* What you should do *
Only these lines of the data below are wanted: the one with "may start with", the one with "for (name, value)", and any lines between them, each repeated exactly.

Extracted information below:

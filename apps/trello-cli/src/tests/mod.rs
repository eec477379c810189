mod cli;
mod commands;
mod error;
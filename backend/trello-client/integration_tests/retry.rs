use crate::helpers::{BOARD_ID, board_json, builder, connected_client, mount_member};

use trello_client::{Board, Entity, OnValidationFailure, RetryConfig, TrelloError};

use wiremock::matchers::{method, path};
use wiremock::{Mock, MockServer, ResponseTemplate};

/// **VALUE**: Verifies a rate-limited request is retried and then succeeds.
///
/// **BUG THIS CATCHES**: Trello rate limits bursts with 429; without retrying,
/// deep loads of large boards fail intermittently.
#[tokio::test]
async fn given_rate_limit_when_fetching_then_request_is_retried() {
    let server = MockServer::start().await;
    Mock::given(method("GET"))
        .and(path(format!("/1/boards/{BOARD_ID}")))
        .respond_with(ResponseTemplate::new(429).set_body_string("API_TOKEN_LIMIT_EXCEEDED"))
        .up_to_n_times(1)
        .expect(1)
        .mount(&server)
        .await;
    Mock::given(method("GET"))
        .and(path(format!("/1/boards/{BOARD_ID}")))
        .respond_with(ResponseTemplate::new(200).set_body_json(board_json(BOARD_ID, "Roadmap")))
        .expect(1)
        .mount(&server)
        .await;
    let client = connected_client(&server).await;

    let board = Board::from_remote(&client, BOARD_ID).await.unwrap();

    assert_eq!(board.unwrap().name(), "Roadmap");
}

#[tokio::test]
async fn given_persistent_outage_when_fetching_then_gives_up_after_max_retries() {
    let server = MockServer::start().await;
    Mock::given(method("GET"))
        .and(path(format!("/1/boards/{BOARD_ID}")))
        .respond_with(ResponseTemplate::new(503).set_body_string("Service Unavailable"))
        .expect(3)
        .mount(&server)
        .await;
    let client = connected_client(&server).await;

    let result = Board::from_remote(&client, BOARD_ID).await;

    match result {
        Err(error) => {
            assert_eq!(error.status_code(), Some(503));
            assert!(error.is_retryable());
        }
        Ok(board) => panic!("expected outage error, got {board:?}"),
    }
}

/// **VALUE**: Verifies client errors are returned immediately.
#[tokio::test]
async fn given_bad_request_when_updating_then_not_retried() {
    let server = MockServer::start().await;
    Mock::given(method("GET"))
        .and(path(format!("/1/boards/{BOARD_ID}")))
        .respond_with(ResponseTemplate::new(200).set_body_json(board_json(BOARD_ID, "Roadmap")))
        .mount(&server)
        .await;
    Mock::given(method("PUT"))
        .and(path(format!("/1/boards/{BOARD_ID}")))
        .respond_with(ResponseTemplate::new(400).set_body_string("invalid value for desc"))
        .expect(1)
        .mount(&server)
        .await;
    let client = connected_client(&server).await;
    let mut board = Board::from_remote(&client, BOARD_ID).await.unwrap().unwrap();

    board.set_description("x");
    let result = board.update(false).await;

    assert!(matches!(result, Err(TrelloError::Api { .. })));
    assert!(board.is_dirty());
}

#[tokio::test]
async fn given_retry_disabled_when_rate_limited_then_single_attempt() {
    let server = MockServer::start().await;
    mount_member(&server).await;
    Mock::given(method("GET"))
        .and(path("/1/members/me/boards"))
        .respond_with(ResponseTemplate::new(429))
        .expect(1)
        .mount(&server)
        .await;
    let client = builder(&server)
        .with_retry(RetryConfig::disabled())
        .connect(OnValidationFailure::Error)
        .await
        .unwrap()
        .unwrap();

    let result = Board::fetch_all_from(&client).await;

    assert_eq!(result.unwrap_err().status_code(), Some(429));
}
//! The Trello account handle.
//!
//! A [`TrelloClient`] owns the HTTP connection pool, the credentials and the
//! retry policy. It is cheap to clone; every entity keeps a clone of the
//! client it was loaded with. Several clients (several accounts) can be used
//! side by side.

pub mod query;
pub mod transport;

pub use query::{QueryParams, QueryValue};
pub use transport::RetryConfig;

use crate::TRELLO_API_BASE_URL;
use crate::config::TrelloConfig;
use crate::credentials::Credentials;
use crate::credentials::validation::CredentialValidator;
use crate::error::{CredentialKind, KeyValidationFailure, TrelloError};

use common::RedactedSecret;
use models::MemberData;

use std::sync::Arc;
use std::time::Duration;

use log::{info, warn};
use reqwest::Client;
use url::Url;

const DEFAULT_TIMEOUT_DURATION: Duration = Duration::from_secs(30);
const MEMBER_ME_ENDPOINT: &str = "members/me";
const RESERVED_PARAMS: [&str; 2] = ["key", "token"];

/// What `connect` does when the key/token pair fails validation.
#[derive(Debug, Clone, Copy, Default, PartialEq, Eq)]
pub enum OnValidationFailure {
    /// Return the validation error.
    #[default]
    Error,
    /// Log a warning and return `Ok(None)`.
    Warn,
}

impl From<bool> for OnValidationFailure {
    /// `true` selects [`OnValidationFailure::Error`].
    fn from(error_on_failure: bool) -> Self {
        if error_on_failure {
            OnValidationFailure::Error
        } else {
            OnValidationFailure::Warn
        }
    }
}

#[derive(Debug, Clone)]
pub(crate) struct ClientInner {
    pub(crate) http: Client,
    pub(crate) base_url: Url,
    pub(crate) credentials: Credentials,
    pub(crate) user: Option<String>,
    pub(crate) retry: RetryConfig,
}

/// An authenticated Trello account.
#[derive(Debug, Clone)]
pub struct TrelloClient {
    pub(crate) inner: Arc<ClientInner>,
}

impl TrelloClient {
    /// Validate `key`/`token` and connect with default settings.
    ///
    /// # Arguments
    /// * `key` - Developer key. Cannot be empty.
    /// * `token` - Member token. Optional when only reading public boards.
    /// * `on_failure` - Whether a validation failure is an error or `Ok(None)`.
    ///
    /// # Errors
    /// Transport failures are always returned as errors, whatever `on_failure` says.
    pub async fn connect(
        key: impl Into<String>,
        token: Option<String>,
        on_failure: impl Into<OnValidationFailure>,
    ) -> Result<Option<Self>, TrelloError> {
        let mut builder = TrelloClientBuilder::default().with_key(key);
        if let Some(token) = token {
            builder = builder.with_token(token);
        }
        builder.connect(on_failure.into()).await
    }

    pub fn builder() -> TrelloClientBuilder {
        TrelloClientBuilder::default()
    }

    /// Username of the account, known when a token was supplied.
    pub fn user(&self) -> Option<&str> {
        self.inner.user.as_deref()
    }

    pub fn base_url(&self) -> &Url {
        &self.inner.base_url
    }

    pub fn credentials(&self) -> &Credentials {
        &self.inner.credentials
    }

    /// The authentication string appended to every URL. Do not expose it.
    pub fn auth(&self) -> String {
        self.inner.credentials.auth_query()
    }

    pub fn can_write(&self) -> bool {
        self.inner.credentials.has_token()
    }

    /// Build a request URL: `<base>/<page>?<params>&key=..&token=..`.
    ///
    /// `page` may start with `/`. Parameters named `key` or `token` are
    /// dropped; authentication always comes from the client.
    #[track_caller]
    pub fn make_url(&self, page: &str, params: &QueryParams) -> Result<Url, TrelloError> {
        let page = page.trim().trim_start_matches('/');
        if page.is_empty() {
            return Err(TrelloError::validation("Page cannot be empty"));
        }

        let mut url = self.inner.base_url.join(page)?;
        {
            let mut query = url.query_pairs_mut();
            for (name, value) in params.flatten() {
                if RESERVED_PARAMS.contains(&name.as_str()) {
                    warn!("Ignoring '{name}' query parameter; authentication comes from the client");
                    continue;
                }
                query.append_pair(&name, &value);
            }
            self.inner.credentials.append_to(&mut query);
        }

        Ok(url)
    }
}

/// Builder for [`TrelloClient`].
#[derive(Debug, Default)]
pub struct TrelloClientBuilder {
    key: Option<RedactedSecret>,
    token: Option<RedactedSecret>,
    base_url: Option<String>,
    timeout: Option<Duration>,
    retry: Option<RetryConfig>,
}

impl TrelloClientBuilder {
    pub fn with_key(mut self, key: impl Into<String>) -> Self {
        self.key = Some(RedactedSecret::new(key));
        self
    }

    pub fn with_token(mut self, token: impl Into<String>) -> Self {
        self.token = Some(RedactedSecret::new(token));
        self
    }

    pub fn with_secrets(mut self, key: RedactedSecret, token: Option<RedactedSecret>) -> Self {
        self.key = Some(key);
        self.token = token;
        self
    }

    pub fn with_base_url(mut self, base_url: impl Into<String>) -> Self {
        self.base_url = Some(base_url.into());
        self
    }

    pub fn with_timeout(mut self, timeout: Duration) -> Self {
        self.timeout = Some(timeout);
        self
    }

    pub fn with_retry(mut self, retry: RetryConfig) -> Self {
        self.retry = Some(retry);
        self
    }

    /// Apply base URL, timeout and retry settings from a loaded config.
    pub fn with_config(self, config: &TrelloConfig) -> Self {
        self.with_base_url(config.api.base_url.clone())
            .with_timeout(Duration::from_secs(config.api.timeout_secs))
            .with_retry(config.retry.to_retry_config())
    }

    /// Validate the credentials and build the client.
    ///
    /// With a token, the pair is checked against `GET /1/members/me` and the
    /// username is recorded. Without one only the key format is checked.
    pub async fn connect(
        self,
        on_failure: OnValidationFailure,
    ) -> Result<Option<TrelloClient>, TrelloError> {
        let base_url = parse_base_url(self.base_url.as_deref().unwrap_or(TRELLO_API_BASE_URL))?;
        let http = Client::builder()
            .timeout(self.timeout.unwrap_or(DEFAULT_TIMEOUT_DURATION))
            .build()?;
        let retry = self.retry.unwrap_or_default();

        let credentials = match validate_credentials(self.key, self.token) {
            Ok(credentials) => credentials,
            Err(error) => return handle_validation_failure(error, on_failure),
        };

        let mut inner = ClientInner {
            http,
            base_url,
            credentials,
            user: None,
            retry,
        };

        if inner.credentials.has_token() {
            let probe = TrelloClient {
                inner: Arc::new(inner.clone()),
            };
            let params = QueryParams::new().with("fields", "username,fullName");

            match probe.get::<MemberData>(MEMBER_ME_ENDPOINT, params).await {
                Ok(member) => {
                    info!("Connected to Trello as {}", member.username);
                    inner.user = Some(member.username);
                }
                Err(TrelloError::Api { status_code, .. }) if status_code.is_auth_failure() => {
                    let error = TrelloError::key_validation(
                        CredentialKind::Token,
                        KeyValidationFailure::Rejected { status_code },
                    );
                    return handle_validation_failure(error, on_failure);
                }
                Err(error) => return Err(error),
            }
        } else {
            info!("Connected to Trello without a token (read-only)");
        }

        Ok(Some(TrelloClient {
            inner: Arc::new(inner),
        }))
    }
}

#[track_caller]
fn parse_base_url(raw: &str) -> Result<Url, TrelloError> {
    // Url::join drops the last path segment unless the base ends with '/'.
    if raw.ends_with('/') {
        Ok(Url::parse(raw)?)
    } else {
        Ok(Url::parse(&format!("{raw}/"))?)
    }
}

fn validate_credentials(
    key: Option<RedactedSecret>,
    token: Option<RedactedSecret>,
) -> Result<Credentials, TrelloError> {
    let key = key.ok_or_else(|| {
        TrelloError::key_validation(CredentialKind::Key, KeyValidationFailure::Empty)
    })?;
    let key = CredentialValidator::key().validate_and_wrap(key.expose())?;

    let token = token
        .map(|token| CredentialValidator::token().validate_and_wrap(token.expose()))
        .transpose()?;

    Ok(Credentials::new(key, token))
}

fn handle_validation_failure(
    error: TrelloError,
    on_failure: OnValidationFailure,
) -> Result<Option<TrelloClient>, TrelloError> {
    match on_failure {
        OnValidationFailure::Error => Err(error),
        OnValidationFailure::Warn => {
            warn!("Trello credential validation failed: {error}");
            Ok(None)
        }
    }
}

End of Extracted information.
Extracted information below:

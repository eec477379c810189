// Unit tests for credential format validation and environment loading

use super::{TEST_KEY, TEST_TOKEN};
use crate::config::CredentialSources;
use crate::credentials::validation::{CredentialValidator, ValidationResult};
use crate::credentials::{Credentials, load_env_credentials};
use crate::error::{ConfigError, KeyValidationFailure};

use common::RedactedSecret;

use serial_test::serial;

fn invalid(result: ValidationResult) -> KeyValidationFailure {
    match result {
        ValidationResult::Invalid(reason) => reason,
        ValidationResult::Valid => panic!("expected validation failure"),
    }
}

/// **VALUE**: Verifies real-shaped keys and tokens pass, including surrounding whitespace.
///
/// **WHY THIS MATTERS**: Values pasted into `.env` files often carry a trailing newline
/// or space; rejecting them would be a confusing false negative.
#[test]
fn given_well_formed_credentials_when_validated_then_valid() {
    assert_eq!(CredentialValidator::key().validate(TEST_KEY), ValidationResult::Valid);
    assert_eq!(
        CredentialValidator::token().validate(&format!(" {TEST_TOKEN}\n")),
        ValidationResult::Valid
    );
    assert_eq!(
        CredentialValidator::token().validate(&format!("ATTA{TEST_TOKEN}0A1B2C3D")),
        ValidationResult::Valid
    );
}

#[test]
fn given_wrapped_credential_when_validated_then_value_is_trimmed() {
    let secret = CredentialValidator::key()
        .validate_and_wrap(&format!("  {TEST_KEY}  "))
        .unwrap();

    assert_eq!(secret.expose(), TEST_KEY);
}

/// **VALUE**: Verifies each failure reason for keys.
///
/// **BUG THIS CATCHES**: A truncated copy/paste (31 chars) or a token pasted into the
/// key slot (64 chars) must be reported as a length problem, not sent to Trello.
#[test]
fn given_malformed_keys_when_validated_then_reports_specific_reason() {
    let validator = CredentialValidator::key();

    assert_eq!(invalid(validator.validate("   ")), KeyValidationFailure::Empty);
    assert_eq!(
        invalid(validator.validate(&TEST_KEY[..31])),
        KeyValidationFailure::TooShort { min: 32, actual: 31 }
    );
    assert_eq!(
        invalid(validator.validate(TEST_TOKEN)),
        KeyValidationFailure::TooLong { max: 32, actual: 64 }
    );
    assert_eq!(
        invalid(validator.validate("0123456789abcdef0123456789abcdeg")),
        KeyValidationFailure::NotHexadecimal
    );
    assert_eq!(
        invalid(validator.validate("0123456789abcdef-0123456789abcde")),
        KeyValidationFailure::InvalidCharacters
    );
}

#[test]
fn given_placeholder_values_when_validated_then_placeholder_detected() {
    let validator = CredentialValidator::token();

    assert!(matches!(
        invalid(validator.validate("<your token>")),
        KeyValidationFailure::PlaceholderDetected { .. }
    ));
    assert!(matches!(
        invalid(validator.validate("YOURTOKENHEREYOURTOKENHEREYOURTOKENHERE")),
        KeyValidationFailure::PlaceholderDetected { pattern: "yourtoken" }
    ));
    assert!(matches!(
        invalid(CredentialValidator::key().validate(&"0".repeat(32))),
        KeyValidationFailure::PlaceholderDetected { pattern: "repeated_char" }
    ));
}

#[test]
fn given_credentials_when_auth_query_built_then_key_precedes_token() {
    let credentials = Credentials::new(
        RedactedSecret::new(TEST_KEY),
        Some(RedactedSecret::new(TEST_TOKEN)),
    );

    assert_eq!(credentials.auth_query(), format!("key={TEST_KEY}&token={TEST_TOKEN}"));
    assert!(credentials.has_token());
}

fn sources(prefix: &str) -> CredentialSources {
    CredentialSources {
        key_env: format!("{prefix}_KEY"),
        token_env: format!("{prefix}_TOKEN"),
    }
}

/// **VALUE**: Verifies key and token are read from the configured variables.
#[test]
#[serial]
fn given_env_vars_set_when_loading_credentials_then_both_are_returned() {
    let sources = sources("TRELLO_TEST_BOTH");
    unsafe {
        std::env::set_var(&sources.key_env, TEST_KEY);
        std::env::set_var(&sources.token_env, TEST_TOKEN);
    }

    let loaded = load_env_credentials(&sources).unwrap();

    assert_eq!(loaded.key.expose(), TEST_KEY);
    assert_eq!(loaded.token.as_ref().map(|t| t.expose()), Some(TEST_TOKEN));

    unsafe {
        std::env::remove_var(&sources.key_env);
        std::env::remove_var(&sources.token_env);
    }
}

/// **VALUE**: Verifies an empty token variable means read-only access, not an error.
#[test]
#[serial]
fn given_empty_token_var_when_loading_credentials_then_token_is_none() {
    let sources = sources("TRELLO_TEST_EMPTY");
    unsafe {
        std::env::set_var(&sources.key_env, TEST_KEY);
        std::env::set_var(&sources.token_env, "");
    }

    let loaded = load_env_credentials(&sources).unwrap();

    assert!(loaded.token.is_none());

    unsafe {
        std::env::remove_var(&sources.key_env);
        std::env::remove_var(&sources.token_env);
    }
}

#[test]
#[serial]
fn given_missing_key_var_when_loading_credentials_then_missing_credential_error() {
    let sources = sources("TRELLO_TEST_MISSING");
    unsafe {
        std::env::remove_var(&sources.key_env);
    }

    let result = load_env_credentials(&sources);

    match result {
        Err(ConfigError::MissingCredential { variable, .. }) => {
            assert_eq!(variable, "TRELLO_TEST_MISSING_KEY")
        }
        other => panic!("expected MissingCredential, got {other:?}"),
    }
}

End of Extracted information.
Extracted information below:

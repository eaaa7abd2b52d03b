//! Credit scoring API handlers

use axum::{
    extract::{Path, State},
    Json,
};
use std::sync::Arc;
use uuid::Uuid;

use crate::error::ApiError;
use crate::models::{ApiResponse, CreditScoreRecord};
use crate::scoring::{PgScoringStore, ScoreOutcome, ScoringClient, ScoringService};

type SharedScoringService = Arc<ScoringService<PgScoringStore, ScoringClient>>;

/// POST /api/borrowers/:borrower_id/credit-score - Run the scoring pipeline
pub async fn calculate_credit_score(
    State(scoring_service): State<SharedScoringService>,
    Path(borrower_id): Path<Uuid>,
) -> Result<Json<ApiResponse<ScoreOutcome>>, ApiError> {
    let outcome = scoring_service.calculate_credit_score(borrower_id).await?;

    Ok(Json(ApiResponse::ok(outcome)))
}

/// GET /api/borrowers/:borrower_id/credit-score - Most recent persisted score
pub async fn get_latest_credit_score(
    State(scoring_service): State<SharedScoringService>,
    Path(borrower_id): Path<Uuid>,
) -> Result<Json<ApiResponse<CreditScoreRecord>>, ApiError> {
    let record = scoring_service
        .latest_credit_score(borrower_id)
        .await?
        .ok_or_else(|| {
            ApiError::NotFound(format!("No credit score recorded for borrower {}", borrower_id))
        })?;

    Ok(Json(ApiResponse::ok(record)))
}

End of Extracted information.

* Answer box *
    /// `page` may start with `/`. Parameters named `key` or `token` are
    /// dropped; authentication always comes from the client.
    #[track_caller]
    pub fn make_url(&self, page: &str, params: &QueryParams) -> Result<Url, TrelloError> {
        let page = page.trim().trim_start_matches('/');
        if page.is_empty() {
            return Err(TrelloError::validation("Page cannot be empty"));
        }

        let mut url = self.inner.base_url.join(page)?;
        {
            let mut query = url.query_pairs_mut();
            for (name, value) in params.flatten() {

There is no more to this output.